Download Supporting Text S2

Supporting Text S2
Assumptions underlying gyn and ssm simulations with nondimensionalized equations. To
simulate ssm and gyn using the nondimensionalized equations, we assumed that all genotypes
had the same embryo size. The cell compartments of ssm at nc15 had half the volume of
wildtype (wt) cell compartments at nc14, while gyn compartments at nc13 had the same volume
as wt cell compartments at nc13. Also, developmental timing and nuclear radius were adjusted
for ssm and gyn according to Supporting Table S4 and Supporting Figure S4. Developmental
timing in haploid embryos was shown to be similar to wt until nc12, while in nc13/14, it
becomes shorter and lasts about as long as the wt nc12/13 [40,41]. Limited information is
available for triploid embryos. Their developmental timing was assumed to be normal until nc13
(when the nuclei stop dividing), and their nc13 was assumed to span the duration of wt nc13 and
14. Specific values used in the model are shown in Supporting Table S4. The nuclear radius prior
to the last cycle is also unknown for the mutants. This measurement is challenging to be done
even in wt embryos, because each cycle lasts about 10 minutes and nuclear size changes
substantially from early-interphase to late-anaphase. However, the haploid nucleus seems to be
similar to wt until nc14, suggesting that the extra division is responsible for nuclear reduction.

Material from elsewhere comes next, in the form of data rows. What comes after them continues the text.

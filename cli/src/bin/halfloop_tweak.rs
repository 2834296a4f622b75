//! `halfloop-tweak` — parses a 64-bit hex tweak and prints its fields.

use std::process::ExitCode;

use clap::Parser;

#[derive(Parser)]
#[command(name = "halfloop-tweak")]
#[command(about = "Parse a HALFLOOP-24 tweak into its structured fields", long_about = None)]
#[command(version)]
struct Cli {
    /// The tweak as 16 hex characters.
    #[arg(value_name = "HEX64")]
    hex64: String,
}

fn main() -> ExitCode {
    let cli = Cli::parse();
    let outcome: anyhow::Result<()> = halfloop_cli::commands::tweak::run(&cli.hex64).map_err(Into::into);
    match outcome {
        Ok(()) => ExitCode::SUCCESS,
        Err(err) => {
            println!("Format error.");
            let code = err
                .downcast_ref::<halfloop_core::HalfloopError>()
                .map_or(1, halfloop_core::HalfloopError::exit_code);
            ExitCode::from(code as u8)
        }
    }
}
//! Generate Command
//!
//! Demo binary, not part of the externally-specified interface: synthesizes
//! a random key and base tweak, then emits chosen-plaintext good pairs in
//! the tuple-file format the attack command reads.

use halfloop_core::error::Result;
use halfloop_core::generator::generate_good_pairs;
use halfloop_core::logging::{log_status, Level};
use halfloop_core::random::{random_u128, random_u32, random_u64};

/// Generates `num_pairs` good pairs under a freshly drawn key/tweak and
/// prints them to stdout in tuple-file format, one pair per two lines.
pub fn run(num_pairs: usize) -> Result<()> {
    let key = random_u128()?;
    let tweak0 = random_u64()?;

    log_status(Level::White, &format!("Key: {key:032x}."));
    log_status(Level::White, &format!("Base tweak: {tweak0:016x}."));

    let (tuples, queries) = generate_good_pairs(key, tweak0, num_pairs, || random_u32().unwrap_or(0))?;
    log_status(Level::White, &format!("Performed {queries} chosen-plaintext queries."));

    for tuple in tuples {
        println!("{:06x} {:06x} {:016x}", tuple.pt, tuple.ct, tuple.tweak);
    }

    Ok(())
}
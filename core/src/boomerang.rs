//! Boomerang distinguisher byte-recovery attack (stage L).
//!
//! Recovers one byte of key material at a time from a boomerang quartet
//! built around an arbitrary base plaintext/tweak pair, independent of the
//! differential pipeline in [`crate::attack`].

use crate::cipher::{decrypt, encrypt, mix_columns, rotate_rows, SBOX};
use crate::error::{HalfloopError, Result};
use crate::logging::{log_status, Level};
use crate::random::{random_bytes, random_nonzero_u8, random_u128, random_u32, random_u64};

/// A recovered key byte, together with the delta/d' values that produced
/// the boomerang quartet matching it.
#[derive(Debug, Clone, Copy, PartialEq, Eq)]
pub struct RestoredByte {
    /// The recovered key byte, already XORed back with the relevant tweak
    /// byte.
    pub key_byte: u8,
    /// The `delta` value that completed the boomerang quartet.
    pub delta: u8,
    /// The derived `d'` value, reported alongside the key byte.
    pub d_prime: u8,
}

/// Recovers key byte `n` (0, 1, or 2) using a boomerang attack.
///
/// `tweak0`/`pt0` can be arbitrary; `ct0` must be `pt0` encrypted under
/// `key`/`tweak0`, and `pt0x` must be `ct0` decrypted under `key` and
/// `tweak0` XORed with `gamma` shifted into bytes 5 and 1. `operations` is
/// incremented by one for every encryption/decryption pair performed.
///
/// # Errors
/// Returns [`HalfloopError::BadArgument`] if `pt0`/`ct0` has a non-zero top
/// byte, `beta`/`gamma` is zero, or `n >= 3`. Returns
/// [`HalfloopError::Failure`] if no matching quartet is found across the
/// full delta range.
pub fn restore_byte(
    key: u128,
    tweak0: u64,
    pt0: u32,
    ct0: u32,
    pt0x: u32,
    beta: u8,
    gamma: u8,
    n: u8,
    operations: &mut u64,
) -> Result<RestoredByte> {
    if pt0 & 0xff00_0000 != 0 || ct0 & 0xff00_0000 != 0 || beta == 0 || gamma == 0 || n >= 3 {
        return Err(HalfloopError::BadArgument(format!(
            "invalid restore_byte arguments: pt0={pt0:#x} ct0={ct0:#x} beta={beta:#x} gamma={gamma:#x} n={n}"
        )));
    }

    let shift = 16 - u32::from(n) * 8;
    let tweak1 = tweak0 ^ (u64::from(mix_columns(rotate_rows(u32::from(beta) << shift))) << 16);
    let gamma_shift = (u64::from(gamma) << 8) ^ (u64::from(gamma) << 40);

    for delta in 1u32..0x100 {
        let pt1 = pt0 ^ (delta << shift);
        let ct1 = encrypt(pt1, key, tweak1)?;
        let pt1x = decrypt(ct1, key, tweak1 ^ gamma_shift)?;
        *operations += 1;

        if (pt0x ^ pt1x) & (0x00ff_ffff ^ (0xff << shift)) != 0 {
            continue;
        }

        let pt0b = (pt0 >> shift) as u8;
        let mut pt0xb = (pt0x >> shift) as u8;
        let pt1b = (pt1 >> shift) as u8;
        let mut pt1xb = (pt1x >> shift) as u8;

        if n == 2 {
            pt0xb ^= gamma;
            pt1xb ^= gamma;
        }

        for k0 in 0u32..=0xff {
            let k0 = k0 as u8;
            if SBOX[(k0 ^ pt0b) as usize] ^ SBOX[(k0 ^ pt1b) as usize] == beta
                && SBOX[(k0 ^ pt0xb) as usize] ^ SBOX[(k0 ^ pt1xb) as usize] == beta
            {
                let key_byte = k0 ^ ((tweak0 >> (56 - u32::from(n) * 8)) as u8);
                let d_prime = ((ct0 ^ pt1x) >> shift) as u8;
                log_status(
                    Level::Green,
                    &format!("Key byte {n}: {key_byte:02x} (d = {delta:02x} d' = {d_prime:02x})."),
                );
                return Ok(RestoredByte {
                    key_byte,
                    delta: delta as u8,
                    d_prime,
                });
            }
        }
    }

    log_status(Level::Red, "No key byte found.");
    Err(HalfloopError::Failure(format!(
        "no matching boomerang quartet for key byte {n}"
    )))
}

/// Outcome of [`run_demo`]: the random material drawn, and the three
/// recovered key bytes (corresponding to bytes 0, 1, and 2 of round key 0
/// XORed with the top three tweak bytes).
#[derive(Debug, Clone, Copy)]
pub struct BoomerangDemo {
    pub key: u128,
    pub tweak0: u64,
    pub pt0: u32,
    pub ct0: u32,
    pub beta: u8,
    pub gamma: u8,
    pub restored: [RestoredByte; 3],
    pub operations: u64,
}

/// Draws a random key, tweak, and plaintext, then recovers all three key
/// bytes [`restore_byte`] can reach via boomerang quartets built around
/// them.
///
/// # Errors
/// Returns [`HalfloopError::NetworkError`] if the entropy source cannot be
/// read, or any error [`restore_byte`] can return.
pub fn run_demo() -> Result<BoomerangDemo> {
    let beta = random_nonzero_u8()?;
    let gamma = random_nonzero_u8()?;
    let mut pt0 = random_u32()?;
    pt0 &= 0x00ff_ffff;
    let tweak0 = random_u64()?;
    let key = random_u128()?;

    let ct0 = encrypt(pt0, key, tweak0)?;
    let gamma_shift = (u64::from(gamma) << 8) ^ (u64::from(gamma) << 40);
    let pt0x = decrypt(ct0, key, tweak0 ^ gamma_shift)?;
    let mut operations = 1u64;

    let mut restored = [RestoredByte {
        key_byte: 0,
        delta: 0,
        d_prime: 0,
    }; 3];
    for (n, slot) in restored.iter_mut().enumerate() {
        *slot = restore_byte(key, tweak0, pt0, ct0, pt0x, beta, gamma, n as u8, &mut operations)?;
    }

    Ok(BoomerangDemo {
        key,
        tweak0,
        pt0,
        ct0,
        beta,
        gamma,
        restored,
        operations,
    })
}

The fact that the triploid nucleus is larger than wt at nc13 suggests that the triploid nucleus is
generally larger than wt. Thus, the following assumptions were made: (1) the nuclear radius of
ssm embryos is wt until its extra division, after which it adopts the value determined
experimentally (2.3 µm); (2) gyn nuclear radius is given by an interpolation of wt values adjusted
to the ratio gyn/wt nuclear radius at nc13 (5.45/4.2). A graphical representation of nuclear radius
versus time for all genotypes is shown in Supporting Figure S4.